== Supplied entries ==
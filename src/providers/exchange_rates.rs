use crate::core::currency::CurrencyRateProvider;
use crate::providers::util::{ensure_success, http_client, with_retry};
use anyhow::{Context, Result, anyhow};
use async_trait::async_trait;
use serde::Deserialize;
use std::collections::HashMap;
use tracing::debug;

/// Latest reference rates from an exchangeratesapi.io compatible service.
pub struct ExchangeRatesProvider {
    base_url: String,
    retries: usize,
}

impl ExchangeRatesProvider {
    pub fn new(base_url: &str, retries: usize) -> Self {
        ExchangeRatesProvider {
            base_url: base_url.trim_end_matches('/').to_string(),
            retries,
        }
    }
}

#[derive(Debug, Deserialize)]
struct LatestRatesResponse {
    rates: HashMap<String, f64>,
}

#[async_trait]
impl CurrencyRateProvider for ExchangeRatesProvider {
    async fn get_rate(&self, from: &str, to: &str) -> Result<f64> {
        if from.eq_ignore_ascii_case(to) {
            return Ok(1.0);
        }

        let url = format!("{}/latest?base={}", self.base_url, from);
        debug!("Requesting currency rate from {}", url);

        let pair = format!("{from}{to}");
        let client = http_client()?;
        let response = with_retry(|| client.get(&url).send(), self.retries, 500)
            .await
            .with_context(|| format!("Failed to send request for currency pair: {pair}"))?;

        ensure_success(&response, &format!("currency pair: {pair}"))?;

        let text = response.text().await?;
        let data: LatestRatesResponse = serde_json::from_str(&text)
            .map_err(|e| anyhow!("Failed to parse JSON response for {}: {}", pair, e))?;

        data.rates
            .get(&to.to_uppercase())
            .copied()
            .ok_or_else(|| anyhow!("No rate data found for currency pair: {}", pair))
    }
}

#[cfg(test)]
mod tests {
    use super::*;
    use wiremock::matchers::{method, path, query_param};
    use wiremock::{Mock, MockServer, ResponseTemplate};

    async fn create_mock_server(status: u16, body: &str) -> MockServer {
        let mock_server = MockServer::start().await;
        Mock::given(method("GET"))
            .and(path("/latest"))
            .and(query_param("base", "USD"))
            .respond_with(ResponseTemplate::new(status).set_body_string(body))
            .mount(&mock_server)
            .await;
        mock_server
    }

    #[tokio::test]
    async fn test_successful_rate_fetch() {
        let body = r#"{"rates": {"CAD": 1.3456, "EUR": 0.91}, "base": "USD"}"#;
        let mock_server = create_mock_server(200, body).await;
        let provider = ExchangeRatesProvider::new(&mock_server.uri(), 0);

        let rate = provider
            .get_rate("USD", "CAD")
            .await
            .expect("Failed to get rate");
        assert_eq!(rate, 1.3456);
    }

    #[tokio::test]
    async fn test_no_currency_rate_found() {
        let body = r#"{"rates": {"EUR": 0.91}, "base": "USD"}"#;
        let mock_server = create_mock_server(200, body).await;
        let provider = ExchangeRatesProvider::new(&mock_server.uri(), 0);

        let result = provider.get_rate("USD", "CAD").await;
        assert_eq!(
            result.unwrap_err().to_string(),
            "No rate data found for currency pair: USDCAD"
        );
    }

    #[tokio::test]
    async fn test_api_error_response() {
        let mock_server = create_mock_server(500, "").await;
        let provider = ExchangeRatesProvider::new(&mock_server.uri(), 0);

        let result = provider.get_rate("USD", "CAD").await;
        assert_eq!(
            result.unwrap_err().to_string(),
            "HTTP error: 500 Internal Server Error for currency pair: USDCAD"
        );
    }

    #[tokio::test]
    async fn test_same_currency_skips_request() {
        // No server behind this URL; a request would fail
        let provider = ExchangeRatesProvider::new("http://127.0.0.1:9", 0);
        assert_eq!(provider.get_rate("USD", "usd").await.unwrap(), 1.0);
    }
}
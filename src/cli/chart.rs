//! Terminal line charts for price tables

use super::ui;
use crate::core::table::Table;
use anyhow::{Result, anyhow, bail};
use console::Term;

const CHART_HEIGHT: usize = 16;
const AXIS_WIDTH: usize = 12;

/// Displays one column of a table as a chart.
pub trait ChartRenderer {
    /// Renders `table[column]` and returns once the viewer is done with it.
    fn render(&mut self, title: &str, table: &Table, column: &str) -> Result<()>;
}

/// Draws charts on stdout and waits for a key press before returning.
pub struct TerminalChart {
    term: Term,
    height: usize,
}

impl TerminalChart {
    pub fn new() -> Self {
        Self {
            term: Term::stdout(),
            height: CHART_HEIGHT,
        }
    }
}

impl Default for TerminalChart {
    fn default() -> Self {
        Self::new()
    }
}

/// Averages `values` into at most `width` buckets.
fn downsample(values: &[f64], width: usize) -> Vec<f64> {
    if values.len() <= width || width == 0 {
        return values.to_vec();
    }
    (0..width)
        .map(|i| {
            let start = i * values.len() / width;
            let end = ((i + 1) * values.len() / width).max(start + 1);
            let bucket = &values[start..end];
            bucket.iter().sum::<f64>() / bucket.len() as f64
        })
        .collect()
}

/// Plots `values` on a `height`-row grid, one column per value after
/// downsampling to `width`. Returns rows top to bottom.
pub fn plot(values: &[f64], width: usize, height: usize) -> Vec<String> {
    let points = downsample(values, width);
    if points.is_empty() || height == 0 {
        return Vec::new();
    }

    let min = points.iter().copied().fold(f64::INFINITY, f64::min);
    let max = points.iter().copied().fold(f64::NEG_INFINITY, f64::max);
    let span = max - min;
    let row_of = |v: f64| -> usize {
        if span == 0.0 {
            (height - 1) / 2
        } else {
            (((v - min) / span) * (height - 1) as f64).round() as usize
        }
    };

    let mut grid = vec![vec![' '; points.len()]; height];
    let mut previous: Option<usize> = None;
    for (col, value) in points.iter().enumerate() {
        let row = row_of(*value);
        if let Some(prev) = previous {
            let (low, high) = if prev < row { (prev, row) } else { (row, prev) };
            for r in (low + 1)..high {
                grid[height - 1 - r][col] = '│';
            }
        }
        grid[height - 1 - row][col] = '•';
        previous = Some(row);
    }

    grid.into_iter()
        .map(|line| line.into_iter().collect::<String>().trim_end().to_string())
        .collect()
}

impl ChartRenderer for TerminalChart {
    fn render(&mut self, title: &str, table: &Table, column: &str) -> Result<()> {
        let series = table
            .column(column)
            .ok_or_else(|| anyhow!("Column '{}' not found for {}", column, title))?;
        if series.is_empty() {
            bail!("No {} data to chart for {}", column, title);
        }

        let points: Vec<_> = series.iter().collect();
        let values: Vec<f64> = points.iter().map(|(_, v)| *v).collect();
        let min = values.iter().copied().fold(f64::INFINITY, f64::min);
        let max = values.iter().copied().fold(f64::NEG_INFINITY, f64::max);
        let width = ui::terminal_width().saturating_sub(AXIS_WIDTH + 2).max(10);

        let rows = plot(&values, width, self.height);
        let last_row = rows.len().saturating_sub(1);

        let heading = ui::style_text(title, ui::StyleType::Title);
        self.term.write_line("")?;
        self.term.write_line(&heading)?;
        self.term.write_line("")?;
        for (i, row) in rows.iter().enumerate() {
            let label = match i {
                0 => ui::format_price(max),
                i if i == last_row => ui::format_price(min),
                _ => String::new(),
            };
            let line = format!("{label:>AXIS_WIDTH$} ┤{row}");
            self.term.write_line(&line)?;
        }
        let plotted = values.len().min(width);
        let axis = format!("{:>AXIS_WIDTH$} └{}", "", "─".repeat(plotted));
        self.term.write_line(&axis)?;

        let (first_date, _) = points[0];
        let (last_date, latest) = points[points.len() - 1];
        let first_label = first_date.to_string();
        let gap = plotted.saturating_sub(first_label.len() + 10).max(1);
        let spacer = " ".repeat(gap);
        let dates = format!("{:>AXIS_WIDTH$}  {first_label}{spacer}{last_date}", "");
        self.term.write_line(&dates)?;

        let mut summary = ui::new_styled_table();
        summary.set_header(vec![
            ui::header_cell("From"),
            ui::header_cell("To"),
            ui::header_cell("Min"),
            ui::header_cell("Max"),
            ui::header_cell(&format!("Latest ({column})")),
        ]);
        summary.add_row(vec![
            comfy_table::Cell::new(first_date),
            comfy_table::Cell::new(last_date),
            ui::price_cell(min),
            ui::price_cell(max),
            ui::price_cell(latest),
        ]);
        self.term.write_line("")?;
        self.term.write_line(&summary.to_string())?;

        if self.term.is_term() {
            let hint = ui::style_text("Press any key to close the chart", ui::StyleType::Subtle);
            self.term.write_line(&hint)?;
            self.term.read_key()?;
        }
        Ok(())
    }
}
===
▶ _Exercise goal_
The expected answer is each line of the records above that includes the string "enumerate".

▶ _Answer section_
    for (col, value) in points.iter().enumerate() {
        for (i, row) in rows.iter().enumerate() {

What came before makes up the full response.